First, it has a reputation problem. Many of its use cases are viewed as detrimental to society and these are top of mind for the general public. When I tell people about my involvement with this technology they often don’t understand it and/or criticize it.

Perhaps more importantly, it has a regulatory problem. It’s not clear how the regulation will evolve in the US and every agency seems to be moving at a snail’s pace relative to the rate of technological change. As a result, much of the innovation is occurring outside US borders.

I could be describing the current state of cryptoassets, such as bitcoin and ether, but I’m not.

I’m describing drones in 2012.

I’ve seen this movie before, and even the version I saw was a rerun. Technology always moves faster than regulation. It happened with commercial drones, the Internet, aircraft, motor vehicles, and nearly every major technological adoption in history. Regulation eventually catches up, and if done well it provides far more benefit than harm.

For example, the pioneers in the automobile industry were able to drive around free from the tyranny of traffic lights. However, in order to scale, regulating traffic flow became a necessity. Have you ever approached a busy intersection during a power outage? The value of regulatory clarity becomes readily apparent when we are temporarily deprived of it.

I was part of a group that founded Skyward, a company building software for managing commercial drone operations. We began at a time when flying drones commercially was illegal in the US. Regulatory risk was a topic of conversation at every investor pitch.

Although there was a faction of the industry that was anti-compliance, most of us just wanted clarity. We were willing to follow some rules, but no one had defined the rules. Jonathan Evans, Skyward’s CEO, met with governors, senators, and US representatives seeking help. The US is losing the opportunity for leadership in this space he (and many others) told them. The cutting edge developments were happening in places like China, Africa, and Canada.

Bills were introduced, calls were made, and eventually Part 107 of the FAA code was drafted. It provided a set of guidelines to obtain a commercial drone pilot’s license, paving the way to legal commercial operations. Yes, there was some work required to comply, but most industry participants were happy to do so if it meant being able to operate legally. Part 107 opened the floodgates for the industry as nearly every major corporation began to develop a drone policy. Regulation didn’t inhibit adoption, it enabled it.

Bitcoin, and cryptoassets generally, are desperately in need of their Part 107 moment. It will be more complicated and drawn out than a single rule; we need to accelerate towards regulatory clarity along a variety of dimensions. I defer a discussion of the details to organizations like Coin Center that are thinking carefully about these issues, but here are three broad areas where regulatory reform would bolster the likelihood that innovation occurs within the US…

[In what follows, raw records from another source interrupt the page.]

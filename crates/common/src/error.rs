use thiserror::Error;

/// Canonical FlowBatch error taxonomy used across crates.
///
/// Classification guidance:
/// - [`FbError::InvalidConfig`]: configuration contract violations caught at construction
/// - [`FbError::InvalidArgument`]: caller-supplied values outside the accepted domain
/// - [`FbError::InvalidState`]: upstream statistics or computed results violating internal invariants
#[derive(Debug, Error)]
pub enum FbError {
    /// Invalid or inconsistent configuration state.
    ///
    /// Examples:
    /// - non-positive minimum parallelism
    /// - maximum parallelism below the minimum parallelism
    /// - unparsable option values
    #[error("invalid configuration: {0}")]
    InvalidConfig(String),

    /// Caller-supplied argument outside the accepted domain.
    ///
    /// Examples:
    /// - zero initial parallelism (neither unset nor positive)
    /// - consumer counts exceeding available subpartitions
    /// - partition indexes outside the declared partition count
    #[error("invalid argument: {0}")]
    InvalidArgument(String),

    /// Upstream statistics or computed results violating internal invariants.
    ///
    /// Examples:
    /// - all-to-all inputs disagreeing on subpartition counts
    /// - querying aggregated bytes before all partitions reported
    /// - computed subpartition ranges failing the exact-coverage self-check
    #[error("invalid state: {0}")]
    InvalidState(String),
}

/// Standard FlowBatch result alias.
pub type Result<T> = std::result::Result<T, FbError>;
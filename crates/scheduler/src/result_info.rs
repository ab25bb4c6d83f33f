//! Byte statistics of finalized upstream blocking results.
//!
//! Contract:
//! - producers record per-partition subpartition byte sizes before the
//!   decider runs; the decider only reads;
//! - all-to-all results aggregate per-subpartition bytes once every
//!   partition has reported, then drop the raw per-partition state;
//! - resets are ignored once an all-to-all result is aggregated (blocking
//!   results are finalized);
//! - pointwise results keep per-partition byte vectors keyed by partition
//!   index.

use std::collections::BTreeMap;

use fb_common::{FbError, Result, ResultId};

/// Per-kind statistics payload of a blocking result.
#[derive(Debug, Clone)]
enum ResultKind {
    AllToAll {
        broadcast: bool,
        subpartition_bytes_by_partition: BTreeMap<usize, Vec<u64>>,
        aggregated_subpartition_bytes: Option<Vec<u64>>,
    },
    Pointwise {
        subpartition_bytes_by_partition: BTreeMap<usize, Vec<u64>>,
    },
}

/// Topology and byte statistics of one upstream blocking result.
///
/// Every partition produces the same number of subpartitions; broadcast
/// results deliver their single subpartition 0 to every downstream subtask.
#[derive(Debug, Clone)]
pub struct BlockingResultInfo {
    result_id: ResultId,
    num_partitions: usize,
    num_subpartitions: usize,
    kind: ResultKind,
}

impl BlockingResultInfo {
    /// Create statistics for an all-to-all result.
    pub fn new_all_to_all(
        result_id: ResultId,
        num_partitions: usize,
        num_subpartitions: usize,
        broadcast: bool,
    ) -> Result<Self> {
        check_topology(num_partitions, num_subpartitions)?;
        if broadcast && num_subpartitions != 1 {
            return Err(FbError::InvalidArgument(format!(
                "broadcast results must have a single subpartition, got {num_subpartitions}"
            )));
        }
        Ok(Self {
            result_id,
            num_partitions,
            num_subpartitions,
            kind: ResultKind::AllToAll {
                broadcast,
                subpartition_bytes_by_partition: BTreeMap::new(),
                aggregated_subpartition_bytes: None,
            },
        })
    }

    /// Create statistics for a pointwise result.
    pub fn new_pointwise(
        result_id: ResultId,
        num_partitions: usize,
        num_subpartitions: usize,
    ) -> Result<Self> {
        check_topology(num_partitions, num_subpartitions)?;
        Ok(Self {
            result_id,
            num_partitions,
            num_subpartitions,
            kind: ResultKind::Pointwise {
                subpartition_bytes_by_partition: BTreeMap::new(),
            },
        })
    }

    /// Identifier of the upstream intermediate dataset.
    pub fn result_id(&self) -> ResultId {
        self.result_id
    }

    /// Number of upstream partitions producing this result.
    pub fn num_partitions(&self) -> usize {
        self.num_partitions
    }

    /// Number of subpartitions produced by the given partition.
    pub fn num_subpartitions(&self, _partition_index: usize) -> usize {
        self.num_subpartitions
    }

    /// Whether every downstream subtask consumes subpartition 0 in full.
    pub fn is_broadcast(&self) -> bool {
        matches!(self.kind, ResultKind::AllToAll { broadcast: true, .. })
    }

    /// Whether this is a forward-like exchange.
    pub fn is_pointwise(&self) -> bool {
        matches!(self.kind, ResultKind::Pointwise { .. })
    }

    /// Record finalized subpartition byte sizes for one partition.
    ///
    /// Recording after an all-to-all result has aggregated is a no-op.
    pub fn record_partition_info(
        &mut self,
        partition_index: usize,
        subpartition_bytes: &[u64],
    ) -> Result<()> {
        if partition_index >= self.num_partitions {
            return Err(FbError::InvalidArgument(format!(
                "partition index {partition_index} outside partition count {}",
                self.num_partitions
            )));
        }
        if subpartition_bytes.len() != self.num_subpartitions {
            return Err(FbError::InvalidArgument(format!(
                "got {} subpartition byte sizes for a result with {} subpartitions",
                subpartition_bytes.len(),
                self.num_subpartitions
            )));
        }
        match &mut self.kind {
            ResultKind::AllToAll {
                subpartition_bytes_by_partition,
                aggregated_subpartition_bytes,
                ..
            } => {
                if aggregated_subpartition_bytes.is_none() {
                    subpartition_bytes_by_partition
                        .insert(partition_index, subpartition_bytes.to_vec());
                    if subpartition_bytes_by_partition.len() == self.num_partitions {
                        let mut aggregated = vec![0u64; self.num_subpartitions];
                        for bytes in subpartition_bytes_by_partition.values() {
                            for (total, value) in aggregated.iter_mut().zip(bytes) {
                                *total = total.saturating_add(*value);
                            }
                        }
                        *aggregated_subpartition_bytes = Some(aggregated);
                        subpartition_bytes_by_partition.clear();
                    }
                }
            }
            ResultKind::Pointwise {
                subpartition_bytes_by_partition,
            } => {
                subpartition_bytes_by_partition.insert(partition_index, subpartition_bytes.to_vec());
            }
        }
        Ok(())
    }

    /// Drop the recorded statistics of one partition, e.g. after a producer
    /// restart invalidated them. Ignored once aggregated.
    pub fn reset_partition_info(&mut self, partition_index: usize) {
        match &mut self.kind {
            ResultKind::AllToAll {
                subpartition_bytes_by_partition,
                aggregated_subpartition_bytes,
                ..
            } => {
                if aggregated_subpartition_bytes.is_none() {
                    subpartition_bytes_by_partition.remove(&partition_index);
                }
            }
            ResultKind::Pointwise {
                subpartition_bytes_by_partition,
            } => {
                subpartition_bytes_by_partition.remove(&partition_index);
            }
        }
    }

    /// Total bytes produced across all partitions and subpartitions.
    ///
    /// Fails with [`FbError::InvalidState`] until every partition reported.
    pub fn num_bytes_produced(&self) -> Result<u64> {
        match &self.kind {
            ResultKind::AllToAll { broadcast, .. } => {
                let aggregated = self.aggregated_subpartition_bytes()?;
                if *broadcast {
                    Ok(aggregated[0])
                } else {
                    Ok(aggregated.iter().fold(0u64, |acc, b| acc.saturating_add(*b)))
                }
            }
            ResultKind::Pointwise {
                subpartition_bytes_by_partition,
            } => {
                if subpartition_bytes_by_partition.len() != self.num_partitions {
                    return Err(FbError::InvalidState(
                        "not all partition statistics are ready".to_string(),
                    ));
                }
                Ok(subpartition_bytes_by_partition
                    .values()
                    .flatten()
                    .fold(0u64, |acc, b| acc.saturating_add(*b)))
            }
        }
    }

    /// Per-subpartition bytes summed across all partitions.
    ///
    /// Only available on all-to-all results, and only after every partition
    /// reported.
    pub fn aggregated_subpartition_bytes(&self) -> Result<&[u64]> {
        match &self.kind {
            ResultKind::AllToAll {
                aggregated_subpartition_bytes: Some(aggregated),
                ..
            } => Ok(aggregated),
            ResultKind::AllToAll { .. } => Err(FbError::InvalidState(
                "not all partition statistics are ready".to_string(),
            )),
            ResultKind::Pointwise { .. } => Err(FbError::InvalidState(
                "pointwise results do not aggregate subpartition bytes".to_string(),
            )),
        }
    }
}

fn check_topology(num_partitions: usize, num_subpartitions: usize) -> Result<()> {
    if num_partitions == 0 || num_subpartitions == 0 {
        return Err(FbError::InvalidArgument(format!(
            "blocking results need at least one partition and subpartition, got {num_partitions}x{num_subpartitions}"
        )));
    }
    Ok(())
}

#[cfg(test)]
mod tests {
    use super::*;

    #[test]
    fn aggregates_all_to_all_bytes_across_partitions() {
        let mut info = BlockingResultInfo::new_all_to_all(ResultId(1), 2, 3, false).unwrap();
        assert!(info.aggregated_subpartition_bytes().is_err());

        info.record_partition_info(0, &[1, 2, 3]).unwrap();
        assert!(info.aggregated_subpartition_bytes().is_err());

        info.record_partition_info(1, &[10, 20, 30]).unwrap();
        assert_eq!(info.aggregated_subpartition_bytes().unwrap(), &[11, 22, 33]);
        assert_eq!(info.num_bytes_produced().unwrap(), 66);
    }

    #[test]
    fn reset_before_aggregation_discards_partition() {
        let mut info = BlockingResultInfo::new_all_to_all(ResultId(1), 2, 2, false).unwrap();
        info.record_partition_info(0, &[5, 5]).unwrap();
        info.reset_partition_info(0);
        info.record_partition_info(1, &[1, 1]).unwrap();
        assert!(info.aggregated_subpartition_bytes().is_err());

        info.record_partition_info(0, &[2, 2]).unwrap();
        assert_eq!(info.aggregated_subpartition_bytes().unwrap(), &[3, 3]);
    }

    #[test]
    fn reset_after_aggregation_is_ignored() {
        let mut info = BlockingResultInfo::new_all_to_all(ResultId(1), 1, 2, false).unwrap();
        info.record_partition_info(0, &[4, 6]).unwrap();
        info.reset_partition_info(0);
        assert_eq!(info.aggregated_subpartition_bytes().unwrap(), &[4, 6]);
        info.record_partition_info(0, &[100, 100]).unwrap();
        assert_eq!(info.num_bytes_produced().unwrap(), 10);
    }

    #[test]
    fn broadcast_bytes_come_from_subpartition_zero() {
        let mut info = BlockingResultInfo::new_all_to_all(ResultId(7), 2, 1, true).unwrap();
        info.record_partition_info(0, &[8]).unwrap();
        info.record_partition_info(1, &[9]).unwrap();
        assert!(info.is_broadcast());
        assert_eq!(info.num_bytes_produced().unwrap(), 17);
    }

    #[test]
    fn pointwise_sums_partition_vectors() {
        let mut info = BlockingResultInfo::new_pointwise(ResultId(2), 2, 2).unwrap();
        info.record_partition_info(0, &[1, 2]).unwrap();
        assert!(info.num_bytes_produced().is_err());

        info.record_partition_info(1, &[3, 4]).unwrap();
        assert!(info.is_pointwise());
        assert_eq!(info.num_bytes_produced().unwrap(), 10);
        assert!(info.aggregated_subpartition_bytes().is_err());
    }

    #[test]
    fn rejects_malformed_recordings() {
        let mut info = BlockingResultInfo::new_all_to_all(ResultId(3), 1, 2, false).unwrap();
        assert!(matches!(
            info.record_partition_info(1, &[1, 2]),
            Err(FbError::InvalidArgument(_))
        ));
        assert!(matches!(
            info.record_partition_info(0, &[1]),
            Err(FbError::InvalidArgument(_))
        ));
        assert!(BlockingResultInfo::new_pointwise(ResultId(4), 0, 1).is_err());
    }

    #[test]
    fn broadcast_with_multiple_subpartitions_is_rejected_at_construction() {
        assert!(matches!(
            BlockingResultInfo::new_all_to_all(ResultId(5), 1, 2, true),
            Err(FbError::InvalidArgument(_))
        ));
    }
}
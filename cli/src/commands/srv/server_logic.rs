//! # SoftSell Site Server
//!
//! File: cli/src/commands/srv/server_logic.rs
//!
//! ## Overview
//!
//! Runs the axum server behind `softsell srv`:
//! - `/api/*` routes from `api.rs`
//! - everything else served from the site directory by `ServeDir`
//! - port fallback when the requested port is taken
//! - graceful shutdown on Ctrl+C or SIGTERM
//!
//! ```rust
//! let server_config = config::load_and_merge_config(args).await?;
//! let state = api::AppState::from_config(&app_config)?;
//! server_logic::run_server(server_config, state).await?;
//! ```
//!
use super::api::{api_router, AppState};
use super::config::ServerConfig;
use super::utils;
use crate::core::error::Result;
use anyhow::Context;
use axum::Router;
use std::net::SocketAddr;
use tokio::net::TcpListener;
use tower::ServiceBuilder;
use tower_http::{
    cors::CorsLayer,
    services::ServeDir,
    trace::{DefaultMakeSpan, DefaultOnRequest, DefaultOnResponse, TraceLayer},
};
use tracing::{error, info, warn, Level};

const MAX_PORT_ATTEMPTS: u8 = 10;

/// # Run Site Server (`run_server`)
///
/// Starts the axum server for the site and its API.
///
/// ## Process:
/// 1. Finds a free port, starting at `config.port` (see `find_available_port`).
/// 2. Checks the site directory and detects a LAN address for the banner.
/// 3. Builds the router with `create_app`: `/api` routes first, static files
///    as the fallback.
/// 4. Prints the banner, binds the listener and serves until Ctrl+C or SIGTERM.
///
/// ## Arguments
///
/// * `config`: Merged server settings. `directory` is already canonical.
/// * `state`: Responder and intake sink shared by the API handlers.
///
/// ## Returns
///
/// * `Result<()>`: `Ok(())` after a graceful shutdown.
///
/// ## Errors
///
/// Returns an `Err` if:
/// - No port is free within `MAX_PORT_ATTEMPTS` tries.
/// - Binding the listener fails (for example, because of permissions).
/// - The server itself fails while running.
pub async fn run_server(config: ServerConfig, state: AppState) -> Result<()> {
    let addr = find_available_port(config.host, config.port, MAX_PORT_ATTEMPTS).await?;

    utils::check_site_directory(&config.directory);
    let local_ip = utils::get_local_ip();
    let app = create_app(&config, state);

    println!("\n=================================================================");
    println!("📂 Serving site from: {}", config.directory.display());
    println!("🌐 Local URL:         http://localhost:{}", addr.port());
    if local_ip != "localhost" && !utils::is_local_only(config.host) {
        println!("🔗 Network URL:       http://{}:{}", local_ip, addr.port());
    }
    println!("💬 Chat API:          POST /api/chat");
    println!("📨 Lead API:          POST /api/leads");
    println!("🔒 CORS enabled:      {}", config.enable_cors);
    println!("=================================================================\n");

    info!(
        "Starting server on {} for directory {}",
        addr,
        config.directory.display()
    );
    println!("Server starting! Press Ctrl+C to stop.");

    let listener = TcpListener::bind(addr)
        .await
        .with_context(|| format!("Failed to bind TCP listener to address {}", addr))?;

    axum::serve(listener, app.into_make_service())
        .with_graceful_shutdown(shutdown_signal())
        .await
        .context("HTTP server failed")?;

    println!("\nServer shutdown complete.");
    Ok(())
}

/// Resolves on Ctrl+C, or SIGTERM on Unix.
async fn shutdown_signal() {
    let ctrl_c = async {
        match tokio::signal::ctrl_c().await {
            Ok(()) => info!("Received Ctrl+C, initiating graceful shutdown..."),
            Err(e) => {
                error!("Failed to install Ctrl+C handler: {}", e);
                std::future::pending::<()>().await;
            }
        }
    };

    #[cfg(unix)]
    let terminate = async {
        match tokio::signal::unix::signal(tokio::signal::unix::SignalKind::terminate()) {
            Ok(mut term) => {
                term.recv().await;
                info!("Received SIGTERM, initiating graceful shutdown...");
            }
            Err(e) => {
                error!(
                    "Failed to install SIGTERM handler: {}. Shutdown on SIGTERM might not work.",
                    e
                );
                std::future::pending::<()>().await;
            }
        }
    };

    #[cfg(not(unix))]
    let terminate = std::future::pending::<()>();

    tokio::select! {
        _ = ctrl_c => {},
        _ = terminate => {},
    }
}

/// Tries `start_port`, then the following ports, up to `max_attempts` in total.
async fn find_available_port(
    req_host: std::net::IpAddr,
    start_port: u16,
    max_attempts: u8,
) -> Result<SocketAddr> {
    let mut current_port = start_port;

    for attempt in 0..max_attempts {
        let addr = SocketAddr::new(req_host, current_port);
        match TcpListener::bind(addr).await {
            Ok(listener) => {
                drop(listener);
                if attempt > 0 {
                    info!(
                        "Port {} was unavailable, using port {} instead.",
                        start_port, current_port
                    );
                }
                return Ok(addr);
            }
            Err(e) => {
                warn!(
                    "Attempt {}: Port {} on host {} is unavailable ({}). Trying next port...",
                    attempt + 1,
                    current_port,
                    req_host,
                    e
                );
                current_port = match current_port.checked_add(1) {
                    Some(next) => next,
                    None => break,
                };
            }
        }
    }

    anyhow::bail!(
        "Could not find an available port on host {} starting from port {} after trying {} ports.",
        req_host,
        start_port,
        max_attempts
    )
}

/// API routes first, static files as the fallback, then tracing and CORS.
pub fn create_app(config: &ServerConfig, state: AppState) -> Router {
    let cors_layer = if config.enable_cors {
        info!("CORS middleware enabled (permissive).");
        CorsLayer::permissive()
    } else {
        info!("CORS middleware disabled.");
        CorsLayer::new()
    };

    let trace_layer = TraceLayer::new_for_http()
        .make_span_with(DefaultMakeSpan::default().include_headers(true))
        .on_request(DefaultOnRequest::new().level(Level::INFO))
        .on_response(DefaultOnResponse::new().level(Level::INFO));

    api_router(state)
        .fallback_service(ServeDir::new(&config.directory))
        .layer(
            ServiceBuilder::new()
                .layer(trace_layer)
                .layer(cors_layer),
        )
}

  1. FinCEN: Blockchain technology creates numerous gray areas in terms of money transmission, AML/KYC, and the Bank Secrecy Act. The current regulation is unclear on several fronts.
  2. SEC: 1) Endorse a set of standards that will pass the Howey Test. 2) Create a pathway for non-accredited investors to invest in security tokens that don’t pass the Howey Test. Seemingly, this could be accomplished via a mechanism like Title III of the JOBS act, but it would need some alteration that I will address in a future post.
  3. IRS: Establish a de minimis tax rule for cryptoassets. Recording a capital gains entry every time I buy a cup of coffee is silly. It is a virtual guarantee that the prevailing market price of the bitcoin I have in my wallet is different now compared to when I bought it. That is true whether I bought it two years ago, two months ago, or two minutes ago. This means that in order to use cryptos for everyday purchases I need to file a very lengthy Schedule D (IRS capital gains form). That’s either going to deter use or deter reporting. Neither are ideal.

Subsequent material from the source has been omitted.